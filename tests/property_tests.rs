//! Property tests for scoring and cooldown invariants.
//!
//! Uses proptest to verify:
//! 1. Entry confidence bounds - total in [0, 100] and equal to the clamped factor sum
//! 2. Fixed factor values - no interpolated sub-scores
//! 3. Runtime clamping - any previous score and rule stack stays in [0, 100]
//! 4. Monotonic decay - without a continuation bonus, confidence never rises
//! 5. Cooldown countdown - exactly `duration` advances to re-enable entries

use proptest::prelude::*;
use supertrend_options_core::domain::{Candle, CooldownReason};
use supertrend_options_core::strategy::{
    ConfidenceCalculator, CooldownManager, RuntimeAdjustment, RuntimeInputs,
};

// ── Strategies (proptest) ────────────────────────────────────────────

fn arb_candle() -> impl Strategy<Value = Candle> {
    (50.0..150.0_f64, 0.0..10.0_f64, 0.0..1.0_f64, 0.0..1.0_f64).prop_map(|(low, range, o, c)| {
        let high = low + range;
        Candle::new(low + o * range, high, low, low + c * range)
    })
}

fn arb_ranges() -> impl Strategy<Value = Vec<f64>> {
    prop::collection::vec(0.0..12.0_f64, 0..30)
}

fn arb_histogram() -> impl Strategy<Value = Option<f64>> {
    prop::option::of(-3.0..3.0_f64)
}

// ── 1 + 2. Entry confidence ──────────────────────────────────────────

proptest! {
    #[test]
    fn entry_total_is_clamped_sum(
        distance in 0.0..2.0_f64,
        candle in arb_candle(),
        macd in arb_histogram(),
        ranges in arb_ranges(),
    ) {
        let b = ConfidenceCalculator::new()
            .calculate_entry_confidence(distance, &candle, macd, &ranges);
        prop_assert!((0.0..=100.0).contains(&b.total));
        prop_assert_eq!(b.total, b.raw_sum().clamp(0.0, 100.0));
    }

    #[test]
    fn entry_sub_scores_take_fixed_values(
        distance in 0.0..2.0_f64,
        candle in arb_candle(),
        macd in arb_histogram(),
        ranges in arb_ranges(),
    ) {
        let b = ConfidenceCalculator::new()
            .calculate_entry_confidence(distance, &candle, macd, &ranges);
        prop_assert!(b.st_strength == 0.0 || b.st_strength == 30.0);
        prop_assert!(b.candle_body_strength == 0.0 || b.candle_body_strength == 20.0);
        prop_assert!([0.0, 15.0, 20.0, 25.0, 30.0].contains(&b.macd_momentum));
        prop_assert!(b.volatility_expansion == 0.0 || b.volatility_expansion == 20.0);
    }
}

// ── 3 + 4. Runtime confidence ────────────────────────────────────────

proptest! {
    #[test]
    fn runtime_always_clamped(
        previous in -50.0..150.0_f64,
        body in prop::option::of(0.0..100.0_f64),
        macd in arb_histogram(),
        prev_macd in arb_histogram(),
        held in 0u32..40,
        decay in 0u32..20,
    ) {
        let r = ConfidenceCalculator::new().calculate_runtime_confidence(&RuntimeInputs {
            previous_confidence: previous,
            candle_body_pct: body,
            macd_histogram: macd,
            prev_macd_histogram: prev_macd,
            candles_held: held,
            decay_after_candles: decay,
        });
        prop_assert!((0.0..=100.0).contains(&r.confidence));
    }

    #[test]
    fn runtime_never_rises_without_continuation(
        previous in 0.0..100.0_f64,
        body in prop::option::of(0.0..60.0_f64),
        macd in arb_histogram(),
        prev_macd in arb_histogram(),
        held in 0u32..40,
    ) {
        let r = ConfidenceCalculator::new().calculate_runtime_confidence(&RuntimeInputs {
            previous_confidence: previous,
            candle_body_pct: body,
            macd_histogram: macd,
            prev_macd_histogram: prev_macd,
            candles_held: held,
            decay_after_candles: 10,
        });
        prop_assert!(!r.adjustments.contains(&RuntimeAdjustment::Continuation));
        prop_assert!(r.confidence <= previous);
    }
}

// ── 5. Cooldown ──────────────────────────────────────────────────────

proptest! {
    #[test]
    fn cooldown_expires_after_exactly_duration(duration in 1u32..20) {
        let mut manager = CooldownManager::new(duration);
        manager.activate(CooldownReason::Exit, None);
        for step in 0..duration {
            prop_assert!(!manager.can_enter());
            prop_assert_eq!(manager.state().candles_remaining, duration - step);
            manager.advance();
        }
        prop_assert!(manager.can_enter());
        prop_assert!(!manager.state().active);
        prop_assert_eq!(manager.state().reason, None);
    }
}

#####

REQUIRED WORK: Word for word, return the entire listing above.

SOLUTION FOR THIS PROBLEM:
filename tests/property_tests.rs
//! Property tests for scoring and cooldown invariants.
//!
//! Uses proptest to verify:
//! 1. Entry confidence bounds - total in [0, 100] and equal to the clamped factor sum
//! 2. Fixed factor values - no interpolated sub-scores
//! 3. Runtime clamping - any previous score and rule stack stays in [0, 100]
//! 4. Monotonic decay - without a continuation bonus, confidence never rises
//! 5. Cooldown countdown - exactly `duration` advances to re-enable entries

use proptest::prelude::*;
use supertrend_options_core::domain::{Candle, CooldownReason};
use supertrend_options_core::strategy::{
    ConfidenceCalculator, CooldownManager, RuntimeAdjustment, RuntimeInputs,
};

// ── Strategies (proptest) ────────────────────────────────────────────

fn arb_candle() -> impl Strategy<Value = Candle> {
    (50.0..150.0_f64, 0.0..10.0_f64, 0.0..1.0_f64, 0.0..1.0_f64).prop_map(|(low, range, o, c)| {
        let high = low + range;
        Candle::new(low + o * range, high, low, low + c * range)
    })
}

fn arb_ranges() -> impl Strategy<Value = Vec<f64>> {
    prop::collection::vec(0.0..12.0_f64, 0..30)
}

fn arb_histogram() -> impl Strategy<Value = Option<f64>> {
    prop::option::of(-3.0..3.0_f64)
}

// ── 1 + 2. Entry confidence ──────────────────────────────────────────

proptest! {
    #[test]
    fn entry_total_is_clamped_sum(
        distance in 0.0..2.0_f64,
        candle in arb_candle(),
        macd in arb_histogram(),
        ranges in arb_ranges(),
    ) {
        let b = ConfidenceCalculator::new()
            .calculate_entry_confidence(distance, &candle, macd, &ranges);
        prop_assert!((0.0..=100.0).contains(&b.total));
        prop_assert_eq!(b.total, b.raw_sum().clamp(0.0, 100.0));
    }

    #[test]
    fn entry_sub_scores_take_fixed_values(
        distance in 0.0..2.0_f64,
        candle in arb_candle(),
        macd in arb_histogram(),
        ranges in arb_ranges(),
    ) {
        let b = ConfidenceCalculator::new()
            .calculate_entry_confidence(distance, &candle, macd, &ranges);
        prop_assert!(b.st_strength == 0.0 || b.st_strength == 30.0);
        prop_assert!(b.candle_body_strength == 0.0 || b.candle_body_strength == 20.0);
        prop_assert!([0.0, 15.0, 20.0, 25.0, 30.0].contains(&b.macd_momentum));
        prop_assert!(b.volatility_expansion == 0.0 || b.volatility_expansion == 20.0);
    }
}

// ── 3 + 4. Runtime confidence ────────────────────────────────────────

proptest! {
    #[test]
    fn runtime_always_clamped(
        previous in -50.0..150.0_f64,
        body in prop::option::of(0.0..100.0_f64),
        macd in arb_histogram(),
        prev_macd in arb_histogram(),
        held in 0u32..40,
        decay in 0u32..20,
    ) {
        let r = ConfidenceCalculator::new().calculate_runtime_confidence(&RuntimeInputs {
            previous_confidence: previous,
            candle_body_pct: body,
            macd_histogram: macd,
            prev_macd_histogram: prev_macd,
            candles_held: held,
            decay_after_candles: decay,
        });
        prop_assert!((0.0..=100.0).contains(&r.confidence));
    }

    #[test]
    fn runtime_never_rises_without_continuation(
        previous in 0.0..100.0_f64,
        body in prop::option::of(0.0..60.0_f64),
        macd in arb_histogram(),
        prev_macd in arb_histogram(),
        held in 0u32..40,
    ) {
        let r = ConfidenceCalculator::new().calculate_runtime_confidence(&RuntimeInputs {
            previous_confidence: previous,
            candle_body_pct: body,
            macd_histogram: macd,
            prev_macd_histogram: prev_macd,
            candles_held: held,
            decay_after_candles: 10,
        });
        prop_assert!(!r.adjustments.contains(&RuntimeAdjustment::Continuation));
        prop_assert!(r.confidence <= previous);
    }
}

// ── 5. Cooldown ──────────────────────────────────────────────────────

proptest! {
    #[test]
    fn cooldown_expires_after_exactly_duration(duration in 1u32..20) {
        let mut manager = CooldownManager::new(duration);
        manager.activate(CooldownReason::Exit, None);
        for step in 0..duration {
            prop_assert!(!manager.can_enter());
            prop_assert_eq!(manager.state().candles_remaining, duration - step);
            manager.advance();
        }
        prop_assert!(manager.can_enter());
        prop_assert!(!manager.state().active);
        prop_assert_eq!(manager.state().reason, None);
    }
}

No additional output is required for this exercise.